Most weekdays you'd find Driver working at a first-floor conference table at Clanton City Hall, and many nights he'd eat at Green’s Small Town Diner with friends. On Fridays it was lunch at the local senior center, and Wednesday night and Sunday meant worship at his church, Temple Assembly of God.

All that visibility meant people noticed when Driver disappeared from public in June, and friends bowed in prayer when word got out he was sick with what many had assumed was a big-city disease, COVID-19. Driver died of the illness in July, forcing a reckoning that’s still rippling through the community.

The new coronavirus is just as dangerous in central Alabama as in New York City, people now know, and older folks who were close to Driver look askance these days at others who flout Alabama’s mandatory mask rule in stores or at high school football games. Many are staying home more than they did early in the pandemic.

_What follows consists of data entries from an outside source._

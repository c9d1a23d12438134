use yew::prelude::*;

use crate::components::markup::line_breaks;
use crate::components::scroll::scroll_to_section;
use crate::content::main_page::{PhilosophyContent, SpaceContent};

#[derive(Properties, PartialEq)]
pub struct SpaceProps {
    pub space: SpaceContent,
    pub philosophy: PhilosophyContent,
}

/// "Spațiul" and "Filosofia noastră" share one section and one background.
#[function_component(Space)]
pub fn space(props: &SpaceProps) -> Html {
    let space = &props.space;
    let philosophy = &props.philosophy;
    let to_membership = Callback::from(|e: MouseEvent| {
        e.prevent_default();
        scroll_to_section("membrie");
    });

    html! {
        <section id="spatiul" class="space-section">
            <div class="space-grid">
                <div>
                    <p class="section-label">{ &space.label }</p>
                    <h2>{ &space.title }</h2>
                    <p class="space-paragraph">{ line_breaks(&space.paragraph_lines) }</p>
                    if !space.seo_blurb_lines.is_empty() {
                        <p class="space-blurb">{ line_breaks(&space.seo_blurb_lines) }</p>
                    }
                    if !space.hidden_keywords.is_empty() {
                        <p class="visually-hidden">{ &space.hidden_keywords }</p>
                    }
                    <blockquote class="space-quote">{ &space.quote }</blockquote>
                </div>
                <img class="space-image" src={space.image.clone()} alt={space.title.clone()} loading="lazy" />
            </div>

            <div class="space-stats">
                { for space.stats.iter().map(|stat| html! {
                    <div class="space-stat">
                        <span class="stat-value">{ &stat.value }</span>
                        <span class="stat-label">{ &stat.label }</span>
                        if !stat.sublabel.is_empty() {
                            <span class="stat-sublabel">{ &stat.sublabel }</span>
                        }
                    </div>
                }) }
            </div>

            <div id="filosofie" class="space-grid philosophy">
                <img class="space-image" src={philosophy.image.clone()} alt={philosophy.title_first.clone()} loading="lazy" />
                <div>
                    <p class="section-label">{ &philosophy.label }</p>
                    <h2>
                        { &philosophy.title_first }
                        if !philosophy.title_second.is_empty() {
                            <br/>
                            <em>{ &philosophy.title_second }</em>
                        }
                    </h2>
                    { for philosophy.intro.iter().map(|p| html! { <p class="philosophy-intro">{ p }</p> }) }
                    { for philosophy.first_paragraph.iter().map(|p| html! { <p>{ p }</p> }) }
                    { for philosophy.second_paragraph.iter().map(|p| html! { <p>{ p }</p> }) }
                    <blockquote class="space-quote">{ &philosophy.quote }</blockquote>
                    <a href="/#membrie" class="section-cta" onclick={to_membership}>{ &philosophy.cta }</a>
                </div>
            </div>
            <style>{SPACE_CSS}</style>
        </section>
    }
}

const SPACE_CSS: &str = r#"
.space-section {
    max-width: 80rem;
    margin: 0 auto;
    padding: 7rem 1.5rem;
}
.space-grid {
    display: grid;
    grid-template-columns: repeat(auto-fit, minmax(20rem, 1fr));
    gap: 3rem;
    align-items: center;
}
.space-grid.philosophy {
    margin-top: 7rem;
}
.space-grid h2 {
    margin: 1rem 0 1.5rem;
    font-size: clamp(2.25rem, 5vw, 3.75rem);
    font-weight: 600;
    line-height: 1.05;
}
.space-paragraph,
.philosophy-intro {
    font-size: 1.25rem;
    line-height: 1.6;
}
.space-blurb {
    color: #57534e;
    line-height: 1.7;
}
.space-quote {
    margin: 2rem 0;
    padding-left: 1.25rem;
    border-left: 2px solid #b91c1c;
    font-style: italic;
    color: #44403c;
}
.space-image {
    width: 100%;
    height: 32rem;
    object-fit: cover;
    border-radius: 2rem;
}
.space-stats {
    display: grid;
    grid-template-columns: repeat(auto-fit, minmax(12rem, 1fr));
    gap: 2rem;
    margin-top: 4rem;
    padding-top: 2rem;
    border-top: 1px solid rgba(0, 0, 0, 0.1);
}
.space-stat {
    display: flex;
    flex-direction: column;
    gap: 0.25rem;
}
.stat-value {
    font-size: 3rem;
    font-weight: 600;
}
.stat-sublabel {
    color: #78716c;
    font-size: 0.875rem;
}
.section-cta {
    display: inline-block;
    padding: 0.9rem 1.5rem;
    border: 1px solid rgba(185, 28, 28, 0.35);
    border-radius: 1rem;
    color: #1c1917;
    font-size: 0.75rem;
    letter-spacing: 0.22em;
    text-decoration: none;
}
.visually-hidden {
    position: absolute;
    width: 1px;
    height: 1px;
    overflow: hidden;
    clip: rect(0 0 0 0);
}
"#;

Losing the best-known person in town to a disease that had seemed so distant was a wake-up call for Clanton, friend Sammy Wyatt said.

“People had gotten lax on trying to protect everyone else. They weren’t wearing their masks like they ought to,” she said. “I think with Mayor Driver’s death, it opened people's eyes and they realized, ‘I could be next with this.”’

Vanessa McKinney said Driver's death “devastated our community.”

"We were taking it serious before, but after that, it really shook us to the core,” said McKinney, who runs Chilton Senior Connections, the senior center that Driver helped create in an old store and visited regularly.

Located halfway between Birmingham and Montgomery, Clanton is a city...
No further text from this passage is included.